Wednesday, April 11, 2012

Reading Update: John Dies at the End/The Reality Dysfunction


    

      Combining Lovecraftian horror and non sequitur humor, John Dies at the End is an over-the-top absurdist romp that somehow manages to blend action, science fiction, horror, and comedy into a hyper-fast paced adventure that's fun, engaging, and laugh-out-loud hilarious at times. David Wong (aka Jason Pargin of Cracked.com) knows how to tell one hell of an entertaining story. It's like listening to your best friend from college recount a personal version of At the Mountains of Madness after a few too many beers and a couple magic mushrooms. In fact, it's hard to describe the plot, since it's so bizarre and multifaceted. Needless to say, had John Dies at the End been written by an author without Wong's sense of humor or deft narration it would be unreadable. That being said, this novel flies by at the speed of light. And above all else, it's FUN! Do yourself a favor and read this now.

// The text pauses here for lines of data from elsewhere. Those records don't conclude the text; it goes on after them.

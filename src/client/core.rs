use std::sync::Arc;
use std::time::Duration;

use serde_json::{Map, Value};
use tracing::{info, warn};

use crate::batch::{
    classify, collect_hits, collect_raw, BatchPayload, BatchRunner, Classification, RawBatches,
};
use crate::cache::CacheManager;
use crate::client::builder::GeneClientBuilder;
use crate::client::fetch_all;
use crate::options::{GeneOptions, QueryManyOptions, QueryOptions};
use crate::params::{self, Params};
use crate::transport::{CachePolicy, Decode, HttpTransport};
use crate::types::{format_list, Hit, QueryResponse, Terms};
use crate::{BoxStream, Error, Result};

/// Production service base URL.
pub const DEFAULT_BASE_URL: &str = "https://mygene.info/v3";

/// Field set returned by annotation lookups when the caller does not pick
/// one. Pass [`crate::Fields::All`] for every available field.
pub const DEFAULT_GENE_FIELDS: &str = "symbol,name,taxid,entrezgene";

pub(crate) const GENE_ENDPOINT: &str = "/gene";
pub(crate) const QUERY_ENDPOINT: &str = "/query";
const METADATA_ENDPOINT: &str = "/metadata";
const METADATA_FIELDS_ENDPOINT: &str = "/metadata/fields";

/// Client for the gene annotation service.
///
/// All operations are read-only. Batched operations issue their requests
/// strictly one after another with inter-request pacing; nothing is retried
/// here.
pub struct GeneClient {
    pub(crate) transport: Arc<HttpTransport>,
    pub(crate) cache: Option<Arc<CacheManager>>,
    pub(crate) step: usize,
    pub(crate) delay: Duration,
}

impl std::fmt::Debug for GeneClient {
    fn fmt(&self, f: &mut std::fmt::Formatter<'_>) -> std::fmt::Result {
        f.debug_struct("GeneClient")
            .field("cache", &self.cache.is_some())
            .field("step", &self.step)
            .field("delay", &self.delay)
            .finish()
    }
}

/// Result of a batch-term lookup: the ordered hits plus the anomaly
/// summaries derived from them.
#[derive(Debug, Clone, Default, PartialEq)]
pub struct QueryManyOutput {
    /// Ordered concatenation of every hit across all batches.
    pub hits: Vec<Hit>,
    /// Terms that matched more than one record, with hit counts.
    pub dup: Vec<(String, usize)>,
    /// Terms that matched nothing.
    pub missing: Vec<String>,
}

impl QueryManyOutput {
    pub fn is_clean(&self) -> bool {
        self.dup.is_empty() && self.missing.is_empty()
    }
}

impl GeneClient {
    /// Create a client with default configuration.
    pub fn new() -> Result<Self> {
        GeneClientBuilder::new().build()
    }

    pub fn builder() -> GeneClientBuilder {
        GeneClientBuilder::new()
    }

    /// The installed response cache, if any.
    pub fn cache(&self) -> Option<&CacheManager> {
        self.cache.as_deref()
    }

    fn runner(&self, verbose: bool) -> BatchRunner {
        BatchRunner::new(self.step, self.delay, verbose)
    }

    /// Look up the annotation object for one gene id.
    ///
    /// Returns `Ok(None)` when the service reports no match for the id;
    /// transport failures propagate as errors.
    pub async fn gene(&self, id: &str, options: &GeneOptions) -> Result<Option<Hit>> {
        let mut request = Params::new();
        if let Some(fields) = options.fields.resolve(Some(DEFAULT_GENE_FIELDS)) {
            request.push(params::FIELDS, fields);
        }
        push_common(&mut request, &options.species, options.entrezonly, &options.email);
        let path = format!("{}/{}", GENE_ENDPOINT, id);
        match self
            .transport
            .get(&path, &request, Decode::Json, CachePolicy::Use)
            .await
        {
            Ok(response) => Ok(Some(serde_json::from_value(response.into_json()?)?)),
            Err(Error::Remote { status: 404, .. }) => Ok(None),
            Err(e) => Err(e),
        }
    }

    /// Look up annotation objects for a collection of gene ids.
    ///
    /// Ids may be a comma-delimited string or an ordered collection; large
    /// inputs are split into service-sized batches and the per-batch hits
    /// concatenated in input order.
    pub async fn genes(
        &self,
        ids: impl Into<Terms>,
        options: &GeneOptions,
    ) -> Result<Vec<Hit>> {
        let batches = self
            .genes_batches(ids.into(), options, Decode::Json)
            .await?;
        collect_hits(batches)
    }

    /// Raw-passthrough variant of [`GeneClient::genes`]: returns one opaque
    /// payload per issued batch, collapsed when only one batch was issued.
    pub async fn genes_raw(
        &self,
        ids: impl Into<Terms>,
        options: &GeneOptions,
    ) -> Result<RawBatches> {
        let batches = self
            .genes_batches(ids.into(), options, Decode::Text)
            .await?;
        Ok(collect_raw(batches))
    }

    async fn genes_batches(
        &self,
        ids: Terms,
        options: &GeneOptions,
        decode: Decode,
    ) -> Result<Vec<BatchPayload>> {
        let terms = ids.normalize();
        let mut base = Params::new();
        if let Some(fields) = options.fields.resolve(Some(DEFAULT_GENE_FIELDS)) {
            base.push(params::FIELDS, fields);
        }
        push_common(&mut base, &options.species, options.entrezonly, &options.email);
        let transport = &self.transport;
        self.runner(options.verbose)
            .run(&terms, |chunk| {
                let mut form = Params::new();
                form.push(params::IDS, format_list(&chunk));
                form.extend(&base);
                async move {
                    transport
                        .post(GENE_ENDPOINT, &form, decode, CachePolicy::Use)
                        .await
                        .map(BatchPayload::from)
                }
            })
            .await
    }

    /// Run a free-text or structured query, returning one result page.
    pub async fn query(&self, q: &str, options: &QueryOptions) -> Result<QueryResponse> {
        let request = query_params(q, options);
        let response = self
            .transport
            .get(QUERY_ENDPOINT, &request, Decode::Json, CachePolicy::Use)
            .await?;
        Ok(serde_json::from_value(response.into_json()?)?)
    }

    /// Stream every hit of a query through the service's scroll protocol.
    ///
    /// The stream is lazy, single-pass, and non-restartable: dropping it
    /// stops further page requests. Continuation tokens expire server-side
    /// after roughly one minute between page requests; an expired scroll
    /// ends the stream early after a logged warning rather than failing.
    pub fn query_fetch_all(&self, q: &str, options: &QueryOptions) -> BoxStream<'static, Hit> {
        let mut request = query_params(q, options);
        request.set(params::FETCH_ALL, "true");
        fetch_all::stream(Arc::clone(&self.transport), request, options.verbose)
    }

    /// Map a collection of query terms (symbols, ids, ...) to genes.
    ///
    /// Terms may be a comma-delimited string or an ordered collection.
    /// After aggregation the hits are classified: terms with several hits
    /// are reported in `dup`, terms without any in `missing`.
    pub async fn query_many(
        &self,
        terms: impl Into<Terms>,
        options: &QueryManyOptions,
    ) -> Result<QueryManyOutput> {
        let batches = self
            .query_many_batches(terms.into(), options, Decode::Json)
            .await?;
        let hits = collect_hits(batches)?;
        let Classification { dup, missing } = classify(&hits);
        if options.verbose {
            info!("Finished.");
            if !dup.is_empty() {
                warn!("{} input query terms found dup hits", dup.len());
            }
            if !missing.is_empty() {
                warn!("{} input query terms found no hit", missing.len());
            }
        }
        Ok(QueryManyOutput { hits, dup, missing })
    }

    /// Raw-passthrough variant of [`GeneClient::query_many`]: skips result
    /// parsing and classification.
    pub async fn query_many_raw(
        &self,
        terms: impl Into<Terms>,
        options: &QueryManyOptions,
    ) -> Result<RawBatches> {
        let batches = self
            .query_many_batches(terms.into(), options, Decode::Text)
            .await?;
        Ok(collect_raw(batches))
    }

    async fn query_many_batches(
        &self,
        terms: Terms,
        options: &QueryManyOptions,
        decode: Decode,
    ) -> Result<Vec<BatchPayload>> {
        let terms = terms.normalize();
        let mut base = Params::new();
        if let Some(scopes) = &options.scopes {
            base.push(params::SCOPES, scopes.clone());
        }
        if let Some(fields) = options.fields.resolve(None) {
            base.push(params::FIELDS, fields);
        }
        push_common(&mut base, &options.species, options.entrezonly, &options.email);
        let transport = &self.transport;
        self.runner(options.verbose)
            .run(&terms, |chunk| {
                let mut form = Params::new();
                form.push(params::Q, format_list(&chunk));
                form.extend(&base);
                async move {
                    transport
                        .post(QUERY_ENDPOINT, &form, decode, CachePolicy::Use)
                        .await
                        .map(BatchPayload::from)
                }
            })
            .await
    }

    /// Service metadata: data sources, document counts, build version.
    pub async fn metadata(&self) -> Result<Value> {
        let response = self
            .transport
            .get(METADATA_ENDPOINT, &Params::new(), Decode::Json, CachePolicy::Use)
            .await?;
        response.into_json()
    }

    /// Available annotation fields, optionally filtered by a
    /// case-insensitive substring of the field name.
    pub async fn fields(&self, search: Option<&str>) -> Result<Map<String, Value>> {
        let response = self
            .transport
            .get(
                METADATA_FIELDS_ENDPOINT,
                &Params::new(),
                Decode::Json,
                CachePolicy::Use,
            )
            .await?;
        let all: Map<String, Value> = serde_json::from_value(response.into_json()?)?;
        Ok(match search {
            Some(term) => {
                let needle = term.to_lowercase();
                all.into_iter()
                    .filter(|(name, _)| name.to_lowercase().contains(&needle))
                    .collect()
            }
            None => all,
        })
    }
}

fn query_params(q: &str, options: &QueryOptions) -> Params {
    let mut request = Params::new();
    request.push(params::Q, q);
    if let Some(fields) = options.fields.resolve(None) {
        request.push(params::FIELDS, fields);
    }
    if let Some(size) = options.size {
        request.push(params::SIZE, size.to_string());
    }
    if let Some(skip) = options.skip {
        request.push(params::SKIP, skip.to_string());
    }
    if let Some(sort) = &options.sort {
        request.push(params::SORT, sort.clone());
    }
    push_common(&mut request, &options.species, options.entrezonly, &options.email);
    request
}

fn push_common(
    request: &mut Params,
    species: &Option<String>,
    entrezonly: Option<bool>,
    email: &Option<String>,
) {
    if let Some(species) = species {
        request.push(params::SPECIES, species.clone());
    }
    if let Some(entrezonly) = entrezonly {
        request.push(params::ENTREZONLY, if entrezonly { "true" } else { "false" });
    }
    if let Some(email) = email {
        request.push(params::EMAIL, email.clone());
    }
}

You certainly won't regret it!
      I read the Reality Dysfunction (and all of the Night's Dawn Trilogy) in high school and it's safe to say this was my first taste of the literary cocaine that is space opera. Hamilton was my gateway drug, which is surprising since this is a dense, complex, and heady story that's not really written for the first-time SF reader (let alone a 15 year-old). While most start with Asimov, Clarke, Heinlein, Bradbury, or Card, I went straight for the 1,000 page doorstop that is the first volume of the epic Night's Dawn Trilogy (broken into six books in the US). Rereading this now, nine years later, brings out a great feeling of nostalgia. Here's where I learned to love science fiction for all it could be. Hamilton's gift is his ability to captivate the reader with his ideas. 

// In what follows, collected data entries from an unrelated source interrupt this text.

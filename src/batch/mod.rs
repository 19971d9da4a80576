//! Batched repeated-query engine.
//!
//! Arbitrarily large inputs are partitioned into service-sized chunks,
//! issued one request at a time with inter-request pacing, and re-assembled
//! into one ordered result collection. Batch-term lookups additionally
//! classify anomalies: terms matching more than one record and terms
//! matching none.
//!
//! ## Key Components
//!
//! | Component | Description |
//! |-----------|-------------|
//! | [`Chunks`] | Fixed-size contiguous partition with cumulative counts |
//! | [`BatchRunner`] | Sequential per-chunk execution with pacing and progress |
//! | [`collect_hits`] / [`collect_raw`] | Ordered aggregation of per-batch payloads |
//! | [`classify`] | Duplicate and missing term detection |

mod aggregate;
mod chunker;
mod classify;
mod pacing;

pub use aggregate::{collect_hits, collect_raw, RawBatches};
pub use chunker::{Chunks, DEFAULT_STEP, MAX_QUERY};
pub use classify::{classify, Classification};
pub use pacing::{BatchPayload, BatchRunner};
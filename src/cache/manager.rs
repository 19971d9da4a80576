//! Cache manager.

use std::sync::atomic::{AtomicBool, AtomicU64, Ordering};
use std::time::Duration;

use serde::{de::DeserializeOwned, Serialize};

use super::backend::CacheBackend;
use super::key::CacheKey;
use crate::Result;

/// Cache behavior configuration.
#[derive(Debug, Clone)]
pub struct CacheConfig {
    /// How long entries stay fresh.
    pub ttl: Duration,
    /// Whether the cache starts enabled.
    pub enabled: bool,
}

impl Default for CacheConfig {
    fn default() -> Self {
        Self {
            ttl: Duration::from_secs(7 * 24 * 3600),
            enabled: true,
        }
    }
}

impl CacheConfig {
    pub fn new() -> Self {
        Self::default()
    }

    pub fn with_ttl(mut self, ttl: Duration) -> Self {
        self.ttl = ttl;
        self
    }

    pub fn with_enabled(mut self, enabled: bool) -> Self {
        self.enabled = enabled;
        self
    }
}

/// Point-in-time cache counters.
#[derive(Debug, Clone, Default, PartialEq, Eq)]
pub struct CacheStats {
    pub hits: u64,
    pub misses: u64,
    pub sets: u64,
}

impl CacheStats {
    pub fn hit_ratio(&self) -> f64 {
        let total = self.hits + self.misses;
        if total == 0 {
            0.0
        } else {
            self.hits as f64 / total as f64
        }
    }
}

/// Runtime cache control over a pluggable backend.
///
/// The enabled flag can be flipped at any time through a shared reference;
/// a disabled cache answers every lookup with a miss and stores nothing.
pub struct CacheManager {
    backend: Box<dyn CacheBackend>,
    ttl: Duration,
    enabled: AtomicBool,
    hits: AtomicU64,
    misses: AtomicU64,
    sets: AtomicU64,
}

impl CacheManager {
    pub fn new(backend: Box<dyn CacheBackend>, config: CacheConfig) -> Self {
        Self {
            backend,
            ttl: config.ttl,
            enabled: AtomicBool::new(config.enabled),
            hits: AtomicU64::new(0),
            misses: AtomicU64::new(0),
            sets: AtomicU64::new(0),
        }
    }

    pub fn enabled(&self) -> bool {
        self.enabled.load(Ordering::Relaxed)
    }

    pub fn enable(&self) {
        self.enabled.store(true, Ordering::Relaxed);
    }

    pub fn disable(&self) {
        self.enabled.store(false, Ordering::Relaxed);
    }

    /// Drop every stored entry. Leaves the enabled flag untouched.
    pub async fn clear(&self) -> Result<()> {
        self.backend.clear().await
    }

    pub async fn get<T: DeserializeOwned>(&self, key: &CacheKey) -> Result<Option<T>> {
        if !self.enabled() {
            return Ok(None);
        }
        match self.backend.get(key).await? {
            Some(data) => match serde_json::from_slice(&data) {
                Ok(value) => {
                    self.hits.fetch_add(1, Ordering::Relaxed);
                    Ok(Some(value))
                }
                // An undecodable entry behaves as a miss.
                Err(_) => {
                    self.misses.fetch_add(1, Ordering::Relaxed);
                    Ok(None)
                }
            },
            None => {
                self.misses.fetch_add(1, Ordering::Relaxed);
                Ok(None)
            }
        }
    }

    pub async fn put<T: Serialize>(&self, key: &CacheKey, value: &T) -> Result<()> {
        if !self.enabled() {
            return Ok(());
        }
        let data = serde_json::to_vec(value)?;
        self.backend.set(key, &data, self.ttl).await?;
        self.sets.fetch_add(1, Ordering::Relaxed);
        Ok(())
    }

    pub fn stats(&self) -> CacheStats {
        CacheStats {
            hits: self.hits.load(Ordering::Relaxed),
            misses: self.misses.load(Ordering::Relaxed),
            sets: self.sets.load(Ordering::Relaxed),
        }
    }

    pub fn backend_name(&self) -> &'static str {
        self.backend.name()
    }
}

#[cfg(test)]
mod tests {
    use super::*;
    use crate::cache::backend::MemoryCache;

    fn manager() -> CacheManager {
        CacheManager::new(Box::new(MemoryCache::new(16)), CacheConfig::default())
    }

    #[tokio::test]
    async fn test_put_get_and_stats() {
        let cache = manager();
        let key = CacheKey::new("k");
        assert_eq!(cache.get::<String>(&key).await.unwrap(), None);
        cache.put(&key, &"value".to_string()).await.unwrap();
        assert_eq!(
            cache.get::<String>(&key).await.unwrap(),
            Some("value".to_string())
        );
        let stats = cache.stats();
        assert_eq!(stats.hits, 1);
        assert_eq!(stats.misses, 1);
        assert_eq!(stats.sets, 1);
        assert!((stats.hit_ratio() - 0.5).abs() < f64::EPSILON);
    }

    #[tokio::test]
    async fn test_disable_makes_everything_miss() {
        let cache = manager();
        let key = CacheKey::new("k");
        cache.put(&key, &1u32).await.unwrap();
        cache.disable();
        assert!(!cache.enabled());
        assert_eq!(cache.get::<u32>(&key).await.unwrap(), None);
        cache.enable();
        assert_eq!(cache.get::<u32>(&key).await.unwrap(), Some(1));
    }

    #[tokio::test]
    async fn test_clear_drops_entries() {
        let cache = manager();
        let key = CacheKey::new("k");
        cache.put(&key, &1u32).await.unwrap();
        cache.clear().await.unwrap();
        assert_eq!(cache.get::<u32>(&key).await.unwrap(), None);
    }
}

     The first volume of the trilogy is mainly world building and character development, which does try the reader's patience at times because there are A LOT of characters, so many in fact that there's a two page Dramatis Personae at the beginning of subsequent volumes, and it is a HUGE world. But what a world it is! The most fascinating thing about this novel is the universe its characters inhabit. Hamilton has created a believable 27th century future populated by Edenists, genetically engineered telepaths who live inside organic habitats and pilot sentient starships called voidhawks, nanotech enhanced mercenaries, gritty and believable space merchants, struggling colonists on a hellish jungle planet, and a plethora of alien life forms that are...well...truly alien. 

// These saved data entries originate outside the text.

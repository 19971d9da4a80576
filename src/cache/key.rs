//! Cache key derivation.

use sha2::{Digest, Sha256};

use crate::params::Params;

/// An opaque cache key.
#[derive(Debug, Clone, PartialEq, Eq, Hash)]
pub struct CacheKey(String);

impl CacheKey {
    pub fn new(hash: impl Into<String>) -> Self {
        Self(hash.into())
    }

    pub fn as_str(&self) -> &str {
        &self.0
    }
}

impl std::fmt::Display for CacheKey {
    fn fmt(&self, f: &mut std::fmt::Formatter<'_>) -> std::fmt::Result {
        write!(f, "{}", self.0)
    }
}

/// The identity of a read request: verb, target path, and ordered
/// parameters. Two requests with the same signature are interchangeable,
/// which is what makes the response cacheable.
#[derive(Debug, Clone, PartialEq, Eq)]
pub struct RequestSignature<'a> {
    pub method: &'a str,
    pub path: &'a str,
    pub params: &'a Params,
}

impl<'a> RequestSignature<'a> {
    pub fn new(method: &'a str, path: &'a str, params: &'a Params) -> Self {
        Self {
            method,
            path,
            params,
        }
    }

    pub fn key(&self) -> CacheKey {
        let mut hasher = Sha256::new();
        hasher.update(self.method.as_bytes());
        hasher.update(b"\n");
        hasher.update(self.path.as_bytes());
        hasher.update(b"\n");
        hasher.update(self.params.canonical_string().as_bytes());
        let hash: String = hasher
            .finalize()
            .iter()
            .map(|b| format!("{:02x}", b))
            .collect();
        CacheKey::new(hash)
    }
}

#[cfg(test)]
mod tests {
    use super::*;
    use crate::params;

    #[test]
    fn test_same_request_same_key() {
        let mut a = Params::new();
        a.push(params::Q, "cdk2");
        a.push(params::SIZE, "5");
        let b = a.clone();
        assert_eq!(
            RequestSignature::new("GET", "/query", &a).key(),
            RequestSignature::new("GET", "/query", &b).key()
        );
    }

    #[test]
    fn test_key_depends_on_method_path_and_params() {
        let mut a = Params::new();
        a.push(params::Q, "cdk2");
        let mut b = Params::new();
        b.push(params::Q, "cdk1");
        let base = RequestSignature::new("GET", "/query", &a).key();
        assert_ne!(base, RequestSignature::new("POST", "/query", &a).key());
        assert_ne!(base, RequestSignature::new("GET", "/gene", &a).key());
        assert_ne!(base, RequestSignature::new("GET", "/query", &b).key());
    }
}
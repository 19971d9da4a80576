//! Wire-level parameter names and ordered parameter maps.
//!
//! Parameter names are fixed by the remote service and must round-trip
//! byte-for-byte. [`Params`] preserves insertion order so that request
//! signatures (and therefore cache keys) are deterministic.

/// Free-text or id-mapping query string.
pub const Q: &str = "q";
/// Comma-joined identifier list for batch annotation lookups.
pub const IDS: &str = "ids";
/// Comma-joined field selection; `all` selects every available field.
pub const FIELDS: &str = "fields";
/// Species filter (taxonomy id or common name).
pub const SPECIES: &str = "species";
/// Page size.
pub const SIZE: &str = "size";
/// Page offset.
pub const SKIP: &str = "skip";
/// Sort field; a `-` prefix requests descending order.
pub const SORT: &str = "sort";
/// Identifier namespaces searched by batch-term lookups.
pub const SCOPES: &str = "scopes";
/// Caller identification for heavy API users.
pub const EMAIL: &str = "email";
/// Restrict results to genes with Entrez ids.
pub const ENTREZONLY: &str = "entrezonly";
/// Continuation token for fetch-all mode.
pub const SCROLL_ID: &str = "scroll_id";
/// Requests scroll-based retrieval of the entire result set.
pub const FETCH_ALL: &str = "fetch_all";

/// Back-compatible alias for [`FIELDS`], accepted at the options boundary.
pub const FILTER_ALIAS: &str = "filter";
/// Back-compatible alias for [`SCOPES`], accepted at the options boundary.
pub const SCOPE_ALIAS: &str = "scope";

/// An ordered collection of wire parameters.
///
/// Duplicate names are not expected; [`Params::set`] replaces in place so a
/// scroll loop can advance its continuation token without growing the map.
#[derive(Debug, Clone, Default, PartialEq, Eq)]
pub struct Params(Vec<(String, String)>);

impl Params {
    pub fn new() -> Self {
        Self::default()
    }

    /// Append a parameter.
    pub fn push(&mut self, name: &str, value: impl Into<String>) {
        self.0.push((name.to_string(), value.into()));
    }

    /// Replace a parameter in place, appending if absent.
    pub fn set(&mut self, name: &str, value: impl Into<String>) {
        let value = value.into();
        match self.0.iter_mut().find(|(n, _)| n == name) {
            Some(entry) => entry.1 = value,
            None => self.0.push((name.to_string(), value)),
        }
    }

    pub fn get(&self, name: &str) -> Option<&str> {
        self.0
            .iter()
            .find(|(n, _)| n == name)
            .map(|(_, v)| v.as_str())
    }

    pub fn len(&self) -> usize {
        self.0.len()
    }

    pub fn is_empty(&self) -> bool {
        self.0.is_empty()
    }

    /// The ordered name/value pairs, ready for query-string or form encoding.
    pub fn pairs(&self) -> &[(String, String)] {
        &self.0
    }

    /// Canonical `name=value&...` rendering used for request signatures.
    pub fn canonical_string(&self) -> String {
        self.0
            .iter()
            .map(|(n, v)| format!("{}={}", n, v))
            .collect::<Vec<_>>()
            .join("&")
    }

    /// Append every pair of `other`.
    pub fn extend(&mut self, other: &Params) {
        self.0.extend(other.0.iter().cloned());
    }
}

#[cfg(test)]
mod tests {
    use super::*;

    #[test]
    fn test_push_preserves_order() {
        let mut params = Params::new();
        params.push(Q, "cdk2");
        params.push(SIZE, "5");
        params.push(SPECIES, "human");
        let names: Vec<&str> = params.pairs().iter().map(|(n, _)| n.as_str()).collect();
        assert_eq!(names, vec![Q, SIZE, SPECIES]);
        assert_eq!(params.canonical_string(), "q=cdk2&size=5&species=human");
    }

    #[test]
    fn test_set_replaces_in_place() {
        let mut params = Params::new();
        params.push(Q, "cdk2");
        params.push(SCROLL_ID, "s1");
        params.set(SCROLL_ID, "s2");
        assert_eq!(params.get(SCROLL_ID), Some("s2"));
        assert_eq!(params.len(), 2);
        params.set(FETCH_ALL, "true");
        assert_eq!(params.len(), 3);
    }
}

     Though the plot doesn't become apparent until a couple hundred pages in (that's right, it is VERY slow starting), I was so fascinated by the universe Hamilton has created that I was content to just put it in neutral and coast. At times Hamilton is a bit heavy-handed with infodumps and extraneous exposition, but on the whole this is a rich, well-written, and engaging tome. This was the novel that converted me to SF, and Hamilton is the author who planted the seed in my mind that I could one day create something as wonderfully complex and exciting as the Night's Dawn Trilogy. 
     On the writing side, I've finished the first draft of "The Maze," I'm about to revise a short story called "Ghost War," I have an idea germinating for a new short story set on a Japanese ethnic planet about a feud between a criminal organization and a quasi-religious order of mercenary-assassins, and I've also got an outline for a dark fantasy short called "The Fall of Night." Oh, yeah, and I'm making slow but steady progress on the novel revision.